Así lo expresaba, por ejemplo, preciosamente, a comienzos del siglo IV, Eusebio de Cesarea, que termina su Historia Eclesiástica (HE X 4) con la trascripción de la homilía pronunciada con motivo de la dedicación de la Iglesia de Tiro, posiblemente en el año 317 ó 318. En esa homilía, Eusebio alaba en primer lugar a la Iglesia, también aquí refiriéndose antes que nada a la Iglesia viva de las personas:
Ahora que ya no conocemos de oídas ni por rumor de palabras el alto brazo y la diestra celestial de nuestro Dios, totalmente bueno y Rey universal, sino que, por así decir, hemos comprobado en las obras y con nuestros propios ojos que son fieles y verdaderas las maravillas antiguamente confiadas a la memoria, podemos entonar un segundo himno de victoria y alzar claramente nuestras voces diciendo: Como lo habíamos oído, lo hemos visto, en la ciudad del Señor de los ejércitos, en la ciudad de nuestro Dios.
Pero, ¿en qué ciudad sino en ésta, recién fundada y edificada por Dios? Ésta, que es la Iglesia del Dios vivo, pilar y sólido cimiento de la verdad, acerca de la cual otro oráculo divino anunciaba ya esta buena nueva: ¡Qué cosas tan gloriosas se han dicho de ti, ciudad de Dios! Puesto que es en ella donde Dios santísimo nos ha congregado por la gracia de su Unigénito, cada uno de los invitados entone himnos, y aun a gritos diga: ¡Qué alegría cuando me dijeron: vamos a la casa del Señor! Y también: Señor, yo amé el noble aspecto de tu casa y el lugar en que acampa tu gloria (HE X, 4, 6-7).
A lo largo de la homilía, Eusebio describe las vicisitudes de la construcción del templo, así como muchos de sus detalles, a partir de un esquema platónico: el templo terrestre, el templo construido, refleja el misterio de la Iglesia, que es, por la inhabitación del Espíritu Santo, verdadero templo de Dios y, a su vez, imagen del Cielo:
Tal es el gran templo que el Verbo, el gran hacedor del universo, se ha construido por toda la tierra habitada bajo el sol, después de ser Él mismo quien fabricara sobre la tierra esta imagen espiritual de lo que hay más allá de las bóvedas celestes, para que su Padre pudiera ser honrado y adorado a través de toda la creación y de todos los seres vivientes y racionales que hay sobre la tierra (HE X 4, 69).

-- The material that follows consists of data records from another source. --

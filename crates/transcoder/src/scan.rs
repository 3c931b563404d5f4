//! Expands directories on the command line into media files.

use std::path::{Path, PathBuf};
use walkdir::WalkDir;

/// Checks if a file's extension is in `extensions` (case-insensitive).
///
/// Extensions are given with their leading dot, e.g. `.mkv`.
pub fn has_media_extension(path: &Path, extensions: &[String]) -> bool {
    path.extension()
        .and_then(|ext| ext.to_str())
        .map(|ext| {
            let dotted = format!(".{}", ext.to_lowercase());
            extensions.iter().any(|e| e.to_lowercase() == dotted)
        })
        .unwrap_or(false)
}

/// Replaces every directory in `inputs` with the media files inside it.
///
/// Plain files are passed through untouched, whatever their extension.
/// Directories are walked one level deep, or fully when `recursive` is set;
/// hidden subdirectories are never entered. Files found in a directory come
/// back sorted by path.
pub fn expand_inputs(inputs: &[PathBuf], extensions: &[String], recursive: bool) -> Vec<PathBuf> {
    let mut files = Vec::new();

    for input in inputs {
        if !input.is_dir() {
            files.push(input.clone());
            continue;
        }

        let max_depth = if recursive { usize::MAX } else { 1 };
        let walker = WalkDir::new(input)
            .max_depth(max_depth)
            .sort_by_file_name()
            .into_iter()
            .filter_entry(|entry| {
                // the root may itself be a dot directory
                !(entry.file_type().is_dir()
                    && entry.depth() > 0
                    && entry.file_name().to_string_lossy().starts_with('.'))
            });

        for entry in walker.filter_map(|e| e.ok()) {
            if entry.file_type().is_file() && has_media_extension(entry.path(), extensions) {
                files.push(entry.path().to_path_buf());
            }
        }
    }

    files
}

Ésta es la razón última de ser de la redención, de la existencia de la Iglesia, y de las construcciones de los templos: que el Dios vivo y verdadero pueda ser adorado y honrado por las maravillas que hace con los hombres. La maravilla que Dios ha hecho con nosotros, en su Hijo Jesucristo, es hacernos partícipes de su Espíritu Santo, hacernos un pueblo de hijos en el Hijo, hacernos partícipes de la vida divina, de la santidad divina.
Esa vida divina es el Amor Por eso, participar de la vida de Dios es también el comienzo de una nueva cultura, de una nueva politeia, construida en torno a la Eucaristía, basada en la gratuidad, la misericordia y el amor.
De toda esta experiencia cristiana de la vida y de la realidad es inseparable la belleza. Naturalmente, la belleza ha acompañado siempre las obras en las que el hombre ha expresado su sentido religioso, en todas la culturas y en todos los tiempos. La belleza tiene siempre que ver con Dios, con la experiencia de Dios. Llamamos belleza, en realidad, al resplandor de la gloria divina en la creación, al «esplendor de la verdad» del Misterio que lo llena todo, cuyo atractivo nos es dado reconocer.
En la experiencia cristiana, el centro de todo es la experiencia de ese Amor que se nos ha dado. La experiencia cristiana es la experiencia de ese Amor que en la Encarnación del Verbo nos hace hijos de Dios, y al revelar al Padre y a su designio de amor, revela también «el hombre al hombre», como subrayó en un texto decisivo la Constitución Gaudium et Spes del Concilio Vaticano II, y ha repetido tantas veces Juan Pablo II. «Cristo revela el hombre al hombre», es decir Cristo revela la grandeza de nuestra vocación y de nuestro destino, el valor de nuestra vida. No sólo nos la revela, nos hace posible vivirla, por el don del Espíritu Santo y en la comunión de la Iglesia. La experiencia cristiana de Dios pone, pues, de manifiesto un amor hacia lo humano, hacia «la carne» santificada por el don de Cristo, una gratitud y una alegría por la novedad de esa comunión al fin posible por gracia, que no tienen comparación en la historia. Con razón podía escribir también Juan Pablo II en su primera encíclica: El profundo estupor ante el valor y la dignidad del hombre se llama evangelio, esto es, buena nueva. Se llama también cristianismo (Redemptor hominis, 10).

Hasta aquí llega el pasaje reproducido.